▸ SUPPLIED ENTRIES:
--------------------------------------------------

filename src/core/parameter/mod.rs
//! Ownership of the Julia parameter `c` and the ways a host changes it:
//! direct assignment, presets, the control-plane widget, and animation.

pub mod animation;
pub mod control_plane;
pub mod controller;
pub mod presets;

pub use animation::{ANIMATION_INTERVAL, ParameterAnimation};
pub use control_plane::ControlPlane;
pub use controller::ParameterController;
pub use presets::{JULIA_PRESETS, JuliaPreset, ParameterError, parse_parameter};
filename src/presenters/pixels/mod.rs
pub mod factory;
pub mod presenter;
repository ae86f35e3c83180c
#[allow(clippy::module_inception)]
pub mod generate_pixel_buffer;
pub mod ports;
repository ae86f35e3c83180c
pub mod colour_map;
use clap::Parser;

use julia_explorer::{CliArgs, CliRenderController, PpmFilePresenter};

fn main() -> Result<(), Box<dyn std::error::Error>> {
    env_logger::init();

    let args = CliArgs::parse();
    let mut controller = CliRenderController::new(PpmFilePresenter::new());

    controller.generate(&args)?;
    controller.write(&args.output)?;

    Ok(())
}
use crate::core::data::colour::Colour;

/// Overdrive applied to the normalised escape speed when deriving saturation.
pub const SATURATION_GAIN: f64 = 1.1;

#[derive(Debug, Copy, Clone, PartialEq)]
pub struct Hsv {
    /// Degrees.
    pub hue: f64,
    pub saturation: f64,
    pub value: f64,
}

impl Hsv {
    /// HSV coordinates for an escape speed in `[0, max_iterations]`.
    ///
    /// Saturation is `1.1 * t` and may exceed one near the set interior.
    #[must_use]
    pub fn from_escape(speed: f64, max_iterations: u32) -> Self {
        let t = speed / f64::from(max_iterations);

        Self {
            hue: 360.0 * (-t).exp(),
            saturation: t * SATURATION_GAIN,
            value: 1.0 - t,
        }
    }

    #[must_use]
    pub fn with_clamped_saturation(self) -> Self {
        Self {
            saturation: self.saturation.clamp(0.0, 1.0),
            ..self
        }
    }

    #[must_use]
    pub fn to_rgb(self) -> [f64; 3] {
        hsv_to_rgb(self.hue, self.saturation, self.value)
    }

    #[must_use]
    pub fn to_colour(self) -> Colour {
        let [r, g, b] = self.to_rgb();

        Colour::opaque(channel_to_byte(r), channel_to_byte(g), channel_to_byte(b))
    }
}

/// Piecewise-linear HSV to RGB with channels in `[0, 1]` for `s, v` in `[0, 1]`.
#[must_use]
pub fn hsv_to_rgb(hue: f64, saturation: f64, value: f64) -> [f64; 3] {
    let channel = |n: f64| {
        let k = (n + hue / 60.0).rem_euclid(6.0);
        value - value * saturation * k.min(4.0 - k).min(1.0).max(0.0)
    };

    [channel(5.0), channel(3.0), channel(1.0)]
}

/// Scales a unit channel to a byte, rounding half to even and saturating at
/// both ends.
#[must_use]
pub fn channel_to_byte(channel: f64) -> u8 {
    (channel * 255.0).round_ties_even().clamp(0.0, 255.0) as u8
}

#[must_use]
pub fn to_colour(speed: f64, max_iterations: u32) -> Colour {
    Hsv::from_escape(speed, max_iterations).to_colour()
}

#[cfg(test)]
mod tests {
    use super::*;

    #[test]
    fn interior_point_is_black() {
        let hsv = Hsv::from_escape(500.0, 500);

        assert_eq!(hsv.value, 0.0);
        assert_eq!(to_colour(500.0, 500), Colour { r: 0, g: 0, b: 0, a: 255 });
    }

    #[test]
    fn immediate_escape_is_white() {
        let hsv = Hsv::from_escape(0.0, 500);

        assert_eq!(hsv, Hsv { hue: 360.0, saturation: 0.0, value: 1.0 });
        assert_eq!(to_colour(0.0, 500), Colour { r: 255, g: 255, b: 255, a: 255 });
    }

    #[test]
    fn intermediate_speed_matches_reference_colour() {
        assert_eq!(to_colour(100.0, 500), Colour::opaque(200, 159, 204));
    }

    #[test]
    fn saturation_overdrive_is_kept_unless_clamped() {
        let hsv = Hsv::from_escape(476.0, 500);

        assert!(hsv.saturation > 1.0);
        assert_eq!(hsv.to_colour(), Colour::opaque(0, 12, 3));
        assert_eq!(hsv.with_clamped_saturation().to_colour(), Colour::opaque(0, 12, 4));
    }

    #[test]
    fn hsv_to_rgb_primary_hues() {
        assert_eq!(hsv_to_rgb(0.0, 1.0, 1.0), [1.0, 0.0, 0.0]);
        assert_eq!(hsv_to_rgb(120.0, 1.0, 1.0), [0.0, 1.0, 0.0]);
        assert_eq!(hsv_to_rgb(240.0, 1.0, 1.0), [0.0, 0.0, 1.0]);
        assert_eq!(hsv_to_rgb(360.0, 1.0, 1.0), [1.0, 0.0, 0.0]);
    }

    #[test]
    fn hsv_to_rgb_zero_saturation_is_grey() {
        assert_eq!(hsv_to_rgb(200.0, 0.0, 0.5), [0.5, 0.5, 0.5]);
    }

    #[test]
    fn channel_to_byte_rounds_and_saturates() {
        assert_eq!(channel_to_byte(0.0), 0);
        assert_eq!(channel_to_byte(1.0), 255);
        assert_eq!(channel_to_byte(-0.2), 0);
        assert_eq!(channel_to_byte(1.3), 255);
        assert_eq!(channel_to_byte(0.5), 128); // 127.5 ties to even
        assert_eq!(channel_to_byte(f64::NAN), 0);
    }
}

--------------------------------------------------

▸ PROMPT: Restate exactly, and only, every line from the one that contains "assert_eq!(channel_to_byte(0.5), 128); //" through the last line of the records.

▸ TASK SOLUTION:
        assert_eq!(channel_to_byte(0.5), 128); // 127.5 ties to even
        assert_eq!(channel_to_byte(f64::NAN), 0);
    }
}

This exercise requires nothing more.